# ASSIGNED TASK
All that is asked is a faithful reproduction of the entries.

# INFORMATION GIVEN
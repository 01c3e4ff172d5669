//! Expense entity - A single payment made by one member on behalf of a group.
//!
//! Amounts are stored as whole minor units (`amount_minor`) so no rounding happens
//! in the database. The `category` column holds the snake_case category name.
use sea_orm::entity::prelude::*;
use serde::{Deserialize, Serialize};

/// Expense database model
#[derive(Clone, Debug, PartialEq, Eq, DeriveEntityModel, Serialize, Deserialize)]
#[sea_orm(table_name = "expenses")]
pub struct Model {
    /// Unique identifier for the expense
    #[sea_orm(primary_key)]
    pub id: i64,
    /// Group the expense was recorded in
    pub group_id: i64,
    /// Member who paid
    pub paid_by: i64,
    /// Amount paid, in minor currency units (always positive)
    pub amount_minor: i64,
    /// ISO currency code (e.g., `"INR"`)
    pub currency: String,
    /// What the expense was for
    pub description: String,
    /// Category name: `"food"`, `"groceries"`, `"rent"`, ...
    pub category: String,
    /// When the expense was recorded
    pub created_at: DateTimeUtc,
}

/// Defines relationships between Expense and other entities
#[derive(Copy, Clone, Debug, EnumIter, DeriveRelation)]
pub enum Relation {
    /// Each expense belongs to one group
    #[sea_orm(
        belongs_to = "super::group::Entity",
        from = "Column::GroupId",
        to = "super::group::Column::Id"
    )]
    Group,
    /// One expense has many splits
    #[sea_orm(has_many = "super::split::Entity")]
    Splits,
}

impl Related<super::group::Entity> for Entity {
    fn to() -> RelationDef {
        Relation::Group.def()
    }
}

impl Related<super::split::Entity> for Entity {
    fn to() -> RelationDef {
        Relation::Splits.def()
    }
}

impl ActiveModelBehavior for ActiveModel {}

# WRITTEN REPLY
repository 01c3e4ff172d5669
//! Expense entity - A single payment made by one member on behalf of a group.
//!
//! Amounts are stored as whole minor units (`amount_minor`) so no rounding happens
//! in the database. The `category` column holds the snake_case category name.
use sea_orm::entity::prelude::*;
use serde::{Deserialize, Serialize};

/// Expense database model
#[derive(Clone, Debug, PartialEq, Eq, DeriveEntityModel, Serialize, Deserialize)]
#[sea_orm(table_name = "expenses")]
pub struct Model {
    /// Unique identifier for the expense
    #[sea_orm(primary_key)]
    pub id: i64,
    /// Group the expense was recorded in
    pub group_id: i64,
    /// Member who paid
    pub paid_by: i64,
    /// Amount paid, in minor currency units (always positive)
    pub amount_minor: i64,
    /// ISO currency code (e.g., `"INR"`)
    pub currency: String,
    /// What the expense was for
    pub description: String,
    /// Category name: `"food"`, `"groceries"`, `"rent"`, ...
    pub category: String,
    /// When the expense was recorded
    pub created_at: DateTimeUtc,
}

/// Defines relationships between Expense and other entities
#[derive(Copy, Clone, Debug, EnumIter, DeriveRelation)]
pub enum Relation {
    /// Each expense belongs to one group
    #[sea_orm(
        belongs_to = "super::group::Entity",
        from = "Column::GroupId",
        to = "super::group::Column::Id"
    )]
    Group,
    /// One expense has many splits
    #[sea_orm(has_many = "super::split::Entity")]
    Splits,
}

impl Related<super::group::Entity> for Entity {
    fn to() -> RelationDef {
        Relation::Group.def()
    }
}

impl Related<super::split::Entity> for Entity {
    fn to() -> RelationDef {
        Relation::Splits.def()
    }
}

impl ActiveModelBehavior for ActiveModel {}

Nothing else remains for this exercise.